Ich finde es prinzipiell sehr gut, dass dieses Thema nun endlich auch von den Medien aufgegriffen wird, würde mir aber noch mehr Unterstützung in den Medien wünschen.
Wir Tagesmütter haben offensichtlich immer noch keine nennenswerte Lobby, denn bei den bisherigen Überlegungen und Entscheidungen in der Politik und größtenteils auch den Berichten in den Medien wurden zwar die Interessen der Eltern berücksichtigt, die Belange der Tagesmütter selbst aber völlig außen vor gelassen. Die Situation der Tagesmütter wird sich durch die vorgesehene neue Gesetzgebung sogar erheblich verschlechtern, sodass viele erfahrene Tagesmütter vor dem Aus stehen, weil ihre Arbeit quasi zum Zuschussgeschäft wird.
Vor allem die Diskussion um Mindestlöhne in anderen Branchen wird meiner Meinung nach völlig lächerlich, wenn man die Verdienstmöglichkeiten einer Tagesmutter im Hinblick auf ihre Leistung und die enorm große Verantwortung, die sie trägt, betrachtet. Es gehört schon sehr viel Kinderliebe und Enthusiasmus dazu, um diesen nicht einmal anerkannten Beruf auszuführen, denn wirklich Geld verdienen kann man damit bisher nicht.
Natürlich ist in einer Tagespflegefamilie vieles anders als zu Hause oder in einer Kinderkrippe. Eine Tagesmutter wird niemals ein Programm wie öffentliche Betreuungseinrichtungen (Kinderkrippe, Kindergarten) bieten können. Die private Tagespflege versteht sich als familienergänzendes Angebot für berufstätige Eltern oder solche, die ihr Kind - aus welchen Gründen auch immer - zeitweise fremd betreuen lassen möchten/müssen.

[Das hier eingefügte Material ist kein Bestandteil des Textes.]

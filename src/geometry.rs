//! Detection geometry.
//!
//! Detectors report boxes in a normalized, bottom-left-origin unit square.
//! Overlays live in screen pixels with a top-left origin. `NormalizedRect::to_screen`
//! is the only place the two spaces meet.

use serde::{Deserialize, Serialize};

/// Bounding box relative to frame dimensions, bottom-left origin.
#[derive(Clone, Copy, Debug, Default, PartialEq, Serialize, Deserialize)]
pub struct NormalizedRect {
    pub x: f32,
    pub y: f32,
    pub width: f32,
    pub height: f32,
}

impl NormalizedRect {
    pub fn new(x: f32, y: f32, width: f32, height: f32) -> Self {
        Self {
            x,
            y,
            width,
            height,
        }
    }

    /// Rescale to the view and flip the vertical axis to a top-left origin.
    pub fn to_screen(&self, view: ViewSize) -> ScreenRect {
        ScreenRect {
            x: self.x * view.width,
            y: (1.0 - self.y - self.height) * view.height,
            width: self.width * view.width,
            height: self.height * view.height,
        }
    }
}

/// Rectangle in view pixels, top-left origin.
#[derive(Clone, Copy, Debug, Default, PartialEq, Serialize, Deserialize)]
pub struct ScreenRect {
    pub x: f32,
    pub y: f32,
    pub width: f32,
    pub height: f32,
}

impl ScreenRect {
    pub fn new(x: f32, y: f32, width: f32, height: f32) -> Self {
        Self {
            x,
            y,
            width,
            height,
        }
    }

    pub fn contains(&self, px: f32, py: f32) -> bool {
        px >= self.x && px <= self.x + self.width && py >= self.y && py <= self.y + self.height
    }

    /// Component-wise `alpha * self + (1 - alpha) * next`.
    ///
    /// Evaluated as `next + alpha * (self - next)` so identical inputs return
    /// exactly `next`.
    pub fn blend(&self, next: &ScreenRect, alpha: f32) -> ScreenRect {
        let mix = |prev: f32, new: f32| new + alpha * (prev - new);
        ScreenRect {
            x: mix(self.x, next.x),
            y: mix(self.y, next.y),
            width: mix(self.width, next.width),
            height: mix(self.height, next.height),
        }
    }
}

/// Size of the view overlays are drawn into.
#[derive(Clone, Copy, Debug, PartialEq, Serialize, Deserialize)]
pub struct ViewSize {
    pub width: f32,
    pub height: f32,
}

impl ViewSize {
    pub fn new(width: f32, height: f32) -> Self {
        Self { width, height }
    }

    pub fn is_empty(&self) -> bool {
        !(self.width > 0.0 && self.height > 0.0)
    }
}

impl Default for ViewSize {
    fn default() -> Self {
        Self {
            width: 390.0,
            height: 844.0,
        }
    }
}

Eine falsche Annahme, die mir aber - besonders seit in der Politik die Rede vom Ausbau und Förderung der Kinderbetreuung die Rede ist - in Gesprächen sehr häufig begegnet ist, dass wir Tagesmütter ähnlich wie Kinderkrippen und Kindergärten staatliche oder kommunale Zuschüsse oder Fördermittel erhalten würden oder gar ein Gehalt von den Kommunen beziehen würden. Dem ist aber leider in der Regel nicht so! Eine Tagesmutter muss nach wie vor alle ihre Kosten (s.u.) selbst tragen. Es werden bisher lediglich mehr Fortbildungsmöglichkeiten für Tagesmütter gefördert.
Der Betrag, den die Eltern monatlich für die Unterbringung ihres Kindes zahlen, ist nicht gleichzusetzen mit dem Verdienst der Tagesmutter! Der Verdienst errechnet sich allein nach dem Betreuungsgeldanteil (Monatspauschale nach Abzug der Betriebskostenpauschale), der dann allerdings grundsätzlich als Einnahme aus selbständiger Arbeit noch versteuert werden muss!

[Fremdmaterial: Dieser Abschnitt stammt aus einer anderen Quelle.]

//! Camera frames.
//!
//! - `Frame`: opaque pixel container produced by a frame source.
//!
//! Frames are ephemeral. The capture thread owns them; a detector only ever
//! borrows one for the duration of a single `detect` call. There is no `Clone`
//! so a frame cannot be retained behind the capture pipeline's back.

/// Opaque camera frame. Pixels are packed RGB, row-major.
pub struct Frame {
    data: Vec<u8>,

    pub width: u32,
    pub height: u32,

    /// Monotonic sequence number assigned by the source.
    pub seq: u64,
}

// Explicitly NOT implementing Clone.

impl Frame {
    /// Create a frame. Called by frame sources.
    pub fn new(data: Vec<u8>, width: u32, height: u32, seq: u64) -> Self {
        Self {
            data,
            width,
            height,
            seq,
        }
    }

    /// Borrow the pixel data. The slice lifetime prevents capture across calls.
    pub fn pixels(&self) -> &[u8] {
        &self.data
    }

    /// Raw byte length.
    pub fn byte_len(&self) -> usize {
        self.data.len()
    }

    /// Expected byte length for an RGB frame of this size.
    pub fn expected_rgb_len(&self) -> usize {
        (self.width as usize)
            .saturating_mul(self.height as usize)
            .saturating_mul(3)
    }
}

impl std::fmt::Debug for Frame {
    // Pixels are never logged.
    fn fmt(&self, f: &mut std::fmt::Formatter<'_>) -> std::fmt::Result {
        f.debug_struct("Frame")
            .field("width", &self.width)
            .field("height", &self.height)
            .field("seq", &self.seq)
            .field("bytes", &self.data.len())
            .finish()
    }
}

#[cfg(test)]
mod tests {
    use super::*;

    #[test]
    fn frame_exposes_metadata() {
        let frame = Frame::new(vec![0u8; 12], 2, 2, 7);
        assert_eq!(frame.width, 2);
        assert_eq!(frame.height, 2);
        assert_eq!(frame.seq, 7);
        assert_eq!(frame.byte_len(), 12);
        assert_eq!(frame.expected_rgb_len(), 12);
        assert_eq!(frame.pixels().len(), 12);
    }

    #[test]
    fn debug_output_omits_pixels() {
        let frame = Frame::new(vec![42u8; 3], 1, 1, 0);
        let text = format!("{:?}", frame);
        assert!(text.contains("bytes: 3"));
        assert!(!text.contains("42"));
    }
}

Mit der Betriebskostenpauschale werden die Kosten für die Nahrungsmittel und Getränke finanziert, die das Kind bei der Tagespflegefamilie zu sich nimmt, aber auch z.B. Investitionen in Spielzeug, Bücher, Hochstühle, Kinderbetten, Bettwäsche, Bettzeug, Matratzen, Autositze, Fahrradsitze, Kinderwagen, Buggys, Lätzchen, Geschirr, Besteck, Bastelmaterial, usw., die alle einem viel höheren Verschleiß unterliegen als in "normalen" Familien und deshalb wesentlich öfter erneuert, repariert oder gekauft werden müssen. Durch die Anwesenheit von wesentlich mehr Kindern im Haushalt steigen natürlich auch die Nebenkosten wie Strom, Wasser, Müllgebühren, Heizkosten, der Verbrauch an Putz- und Waschmitteln usw. Die Tagesmutter stellt (je nach Vereinbarung) auch Pflegeprodukte wie Wickeltücher, Windeln, Wundschutzcreme, Sonnenmilch und natürlich Toilettenpapier, Seife, Taschentücher etc. Auch das kostet Geld.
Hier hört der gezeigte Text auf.